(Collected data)
━━━━
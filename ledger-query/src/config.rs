//! Configuration for the query client

use serde::{Deserialize, Serialize};

/// Query client configuration
#[derive(Debug, Clone, PartialEq, Eq, Serialize, Deserialize)]
#[serde(default)]
pub struct Config {
    /// Service name, for logs
    pub service_name: String,

    /// Node JSON-RPC endpoint
    pub rpc_url: String,

    /// Per-request timeout (seconds)
    pub timeout_seconds: u64,
}

impl Default for Config {
    fn default() -> Self {
        Self {
            service_name: "ledger-query".to_string(),
            rpc_url: crate::DEFAULT_RPC_URL.to_string(),
            timeout_seconds: crate::DEFAULT_REQUEST_TIMEOUT_SECONDS,
        }
    }
}

impl Config {
    /// Load from a TOML file
    pub fn from_file(path: impl AsRef<std::path::Path>) -> crate::Result<Self> {
        let path = path.as_ref();
        let content = std::fs::read_to_string(path).map_err(|e| {
            crate::Error::Config(format!("Failed to read {}: {}", path.display(), e))
        })?;
        Self::from_toml(&content)
    }

    /// Parse TOML text; missing keys keep their defaults
    pub fn from_toml(content: &str) -> crate::Result<Self> {
        let config: Config = toml::from_str(content)?;
        Ok(config)
    }

    /// Load from environment variables
    pub fn from_env() -> crate::Result<Self> {
        let mut config = Config::default();

        if let Ok(url) = std::env::var("LEDGER_QUERY_RPC_URL") {
            config.rpc_url = url;
        }

        if let Ok(timeout) = std::env::var("LEDGER_QUERY_TIMEOUT_SECONDS") {
            config.timeout_seconds = timeout.parse().map_err(|e| {
                crate::Error::Config(format!(
                    "Invalid LEDGER_QUERY_TIMEOUT_SECONDS {:?}: {}",
                    timeout, e
                ))
            })?;
        }

        Ok(config)
    }
}
//! # DelTran Ledger Query
//!
//! Read-path client for a remote ledger node's JSON-RPC interface:
//! - Account balances (native + issued currencies)
//! - Account trust lines with marker-based pagination
//! - One consistent ledger snapshot per logical request
//! - Single error taxonomy with partial data attached
//!
//! ## Architecture
//!
//! ```text
//! ┌─────────────────────────────────────────────────────┐
//! │        LedgerQuery (get_balances / get_trustlines)  │
//! └────────────┬────────────────────────────────────────┘
//!              │ validate → resolve ledger version once
//!     ┌────────┴──────────────┐
//!     │                       │
//! ┌───▼──────────┐   ┌────────▼─────────┐
//! │   Composer   │──▶│  Recursive Pager │
//! │ (xrp ∥ lines)│   │  (marker walk)   │
//! └───┬──────────┘   └────────┬─────────┘
//!     │                       │
//! ┌───▼───────────────────────▼─────────────────────────┐
//! │   Remote Query Port (JSON-RPC) + Error Normalizer   │
//! └─────────────────────────────────────────────────────┘
//! ```

#![forbid(unsafe_code)]
#![warn(missing_docs, rust_2018_idioms, unused_qualifications)]

pub mod amount;
pub mod api;
pub mod balances;
pub mod compose;
pub mod config;
pub mod error;
pub mod ledger_version;
pub mod metrics;
pub mod pager;
pub mod parse;
pub mod remote;
pub mod rpc;
pub mod trustlines;
pub mod types;
pub mod validate;

pub use api::LedgerQuery;
pub use config::Config;
pub use error::{Error, Failure, PartialData, Result};
pub use remote::{RemoteError, RemoteQueryPort, RemoteResult};
pub use rpc::JsonRpcClient;
pub use types::*;

/// Native currency code
pub const NATIVE_CURRENCY: &str = "XRP";

/// Smallest page size ever requested from the node
pub const MIN_PAGE_SIZE: u32 = 10;

/// Largest page size ever requested from the node
pub const MAX_PAGE_SIZE: u32 = 400;

/// Default request timeout (seconds)
pub const DEFAULT_REQUEST_TIMEOUT_SECONDS: u64 = 30;

/// Default JSON-RPC endpoint
pub const DEFAULT_RPC_URL: &str = "http://127.0.0.1:5005";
━━━━
WORK TO BE COMPLETED: Report how many lines of the data contain the word "endpoint", using the number alone.

RESPONSE: 2